Inoltre, come indicava il ministro Véran, i letti di rianimazione in Francia sono ormai occupati al 60% da pazienti Covid. I sovraccarichi in alcune zone, come Nizza e le Alpi marittime, obbligano ormai al trasferimento dei pazienti nei dipartimenti vicini. Sul piano generale, sempre il 21 gennaio, il Centro europeo per il controllo delle malattie (ECDC), preoccupato per la rafforzata diffusione del Covid, invitava gli Stati membri a monitorare i tassi di trasmissione per valutare l’impatto e la diffusione delle varianti.

Questi scenari minacciosi sono affiancati dalle preoccupazioni sulle possibili ricadute economiche di un lockdown duro e sulla sua sostenibilità sociale, pensando alle recenti rivolte nei Paesi Bassi. Secondo un sondaggio del 27 gennaio i favorevoli a misure restrittive simili a quelle adottate nella prima fase sono passati da un 93% della primavera scorsa al 48% attuale.

Alle 20.30 di venerdì 29 gennaio, il primo ministro Jean Castex si è dunque fatto carico dell’annuncio di un moderato giro di vite e delle relative spiegazioni, al termine di una riunione ministeriale nel formato “consiglio di difesa sanitaria” con il Presidente Emmanuel Macron. Si è trattato di una presentazione asciutta, segnata anche dal cambio di modalità rispetto alla sequenza con cui il Presidente francese si rivolgeva per primo alla nazione illustrando le misure e il loro inquadramento generale delegando poi al capo del governo la spiegazione dei dettagli.

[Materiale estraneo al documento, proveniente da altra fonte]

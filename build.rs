//! Stamps the build with git state for `retouch --version`.
//!
//! `GIT_HASH` is the short commit hash (empty outside a checkout) and
//! `ON_RELEASE_TAG` is `true` when HEAD is exactly a tag. Release builds print
//! the crate version, everything else prints `dev@<hash>`.

use std::process::{Command, Output};

fn git(args: &[&str]) -> Option<Output> {
    Command::new("git")
        .args(args)
        .output()
        .ok()
        .filter(|o| o.status.success())
}

fn main() {
    for path in [".git/HEAD", ".git/refs/", ".git/packed-refs"] {
        println!("cargo:rerun-if-changed={path}");
    }

    let hash = git(&["rev-parse", "--short", "HEAD"])
        .map(|o| String::from_utf8_lossy(&o.stdout).trim().to_string())
        .unwrap_or_default();
    let on_release_tag = git(&["describe", "--exact-match", "--tags", "HEAD"]).is_some();

    println!("cargo:rustc-env=GIT_HASH={hash}");
    println!("cargo:rustc-env=ON_RELEASE_TAG={on_release_tag}");
}
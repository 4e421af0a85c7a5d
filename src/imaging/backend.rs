//! Codec backend trait and shared error type.
//!
//! The [`ImageBackend`] trait defines the two operations the engine needs from
//! the outside world: decode a file into an [`ImageBuffer`] and encode a buffer
//! back to disk. The session and the batch replayer only ever talk to this
//! trait, so tests can substitute a mock that records what was asked of it.
//!
//! The production implementation is
//! [`RustBackend`](super::rust_backend::RustBackend), built on the `image` crate.

use super::buffer::ImageBuffer;
use std::path::{Path, PathBuf};
use thiserror::Error;

#[derive(Error, Debug)]
pub enum CodecError {
    #[error("IO error: {0}")]
    Io(#[from] std::io::Error),
    #[error("Failed to decode {path}: {message}")]
    Decode { path: PathBuf, message: String },
    #[error("Failed to encode {path}: {message}")]
    Encode { path: PathBuf, message: String },
    #[error("Unsupported output format: {0:?}")]
    UnsupportedFormat(String),
}

/// Trait for image codec backends.
///
/// `Sync` so one backend can be shared across rayon workers during a batch.
pub trait ImageBackend: Sync {
    /// Read and decode the file at `path`.
    fn decode(&self, path: &Path) -> Result<ImageBuffer, CodecError>;

    /// Encode `buffer` to `path`, choosing the format from the extension.
    fn encode(&self, buffer: &ImageBuffer, path: &Path) -> Result<(), CodecError>;
}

Da domenica, i circa 400 centri commerciali di più di 20mila metri quadri a vocazione non-alimentare resteranno chiusi (e il personale sarà in cassa integrazione), l’applicazione del coprifuoco delle ore 18 sarà più rigida, anche nei controlli di polizia e nelle sanzioni, fino alla repressione di feste clandestine.

Gli ingressi dai Paesi esterni all’Unione europea (quindi anche dal Regno Unito) saranno vietati, salvo casi di assoluta necessità, mentre chi entrerà in Francia da un altro Paese dell’UE anche via treno o auto – e non solo negli aeroporti e in alcuni valichi – avrà l’obbligo di presentare un test molecolare fatto nelle 72 ore precedenti. Il telelavoro sarà la regola dovunque possibile, superando quindi gli allentamenti che hanno consentito il ritorno in ufficio – anche per equilibrio psicologico – un giorno alla settimana.

Le vaccinazioni, che hanno coinvolto 1,5 milioni di francesi per la prima dose, andranno avanti, malgrado i ritardi nelle consegne. Siamo però lontani dai 4 milioni di vaccinati previsti entro febbraio e dalla speranza di riuscire a contenere in parte la terza ondata anche con questo strumento.

La scelta di evitare il lockdown è stata assunta dopo le consultazioni che il governo ha svolto tra giovedì e venerdì con i presidenti dei gruppi parlamentari e con le parti sociali, incontri che in passato hanno lasciato strascichi polemici.